Military drills around Taiwan
…and Xi heads to BRICS | August 21, 2023
Dear reader:
“How much trouble is China’s economy in?” asked the Economist last week. A lot, judging by all the headlines in the last few days, for example:
- Bloomberg: The deep problems underlying China’s economy
- The Wall Street Journal: China’s 40-year boom is over. What comes next?
- The Financial Times: China hits the east Asian demographic wall
Given all the negative signals coming from China, it’s hard not to agree with the new conventional wisdom that things are only going to get worse. But that is why it is all the more important to seek other points of view, so I would recommend also perusing a piece published last week by Nicholas R. Lardy of the Peterson Institute for International Economics which begins with this assertion:
A new consensus has emerged among many economists, journalists, and other analysts regarding the current slowdown in the Chinese economy.
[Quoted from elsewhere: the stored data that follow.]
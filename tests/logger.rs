use fieldnote::config::LoggingConfig;
use fieldnote::logger::Logger;
use log::{Level, LevelFilter, Record};

fn emit(log: &dyn log::Log, level: Level, target: &str, message: &str) {
    log.log(
        &Record::builder()
            .args(format_args!("{message}"))
            .level(level)
            .target(target)
            .build(),
    );
}

#[test]
fn test_config_based_logging_disabled() {
    let config = LoggingConfig {
        enabled: false,
        ..LoggingConfig::default()
    };
    let logger = Logger::from_config(&config).unwrap();
    assert!(!logger.is_enabled());
    assert!(logger.log_file().is_none());

    // Direct entries still reach the ring
    logger.log("Test message".to_string());
    let logs = logger.recent_logs();
    assert_eq!(logs.len(), 1);
    assert!(logs[0].contains("Test message"));
}

#[test]
fn test_config_based_logging_enabled() {
    let logger = Logger::from_config(&LoggingConfig::default()).unwrap();
    assert!(logger.is_enabled());
    assert_eq!(logger.level(), LevelFilter::Info);
    assert!(logger.log_file().is_some());
}

#[test]
fn test_dispatch_fills_ring_and_file() {
    let dir = tempfile::tempdir().unwrap();
    let path = dir.path().join("logs").join("fieldnote.log");
    let logger = Logger::new().with_log_file(&path);

    let (level, log) = logger.dispatch().unwrap().into_log();
    assert_eq!(level, LevelFilter::Info);

    emit(log.as_ref(), Level::Info, "fieldnote::sync", "pushed 3 items");
    emit(log.as_ref(), Level::Debug, "fieldnote::sync", "below the level");
    emit(log.as_ref(), Level::Info, "sqlx::query", "SELECT 1");
    emit(log.as_ref(), Level::Warn, "fieldnote::sync", "pull failed");
    log.flush();

    let logs = logger.recent_logs();
    assert_eq!(logs, vec!["pull failed".to_string(), "pushed 3 items".to_string()]);

    let content = std::fs::read_to_string(&path).unwrap();
    assert!(content.contains("INFO  fieldnote::sync] pushed 3 items"));
    assert!(content.contains("pull failed"));
    assert!(!content.contains("SELECT 1"));
}

#[test]
fn test_ring_is_bounded_and_clearable() {
    let logger = Logger::new();
    for i in 0..600 {
        logger.log(format!("line {i}"));
    }
    let logs = logger.recent_logs();
    assert_eq!(logs.len(), 500);
    assert!(logs[0].ends_with("line 599"));
    assert!(logs[499].ends_with("line 100"));

    logger.clear();
    assert!(logger.recent_logs().is_empty());
}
Their contention is that China’s stumbles in spring 2023 portend a far more serious long-term problem derived from flawed, insular, and Communist Party-controlled policymaking in response to COVID and its aftermath, with likely adverse consequences for the global economy.
That widely popular assessment is likely premature and, at least in part, perhaps simply wrong.
Our Word of the Day is: consensus (共识 gòngshì).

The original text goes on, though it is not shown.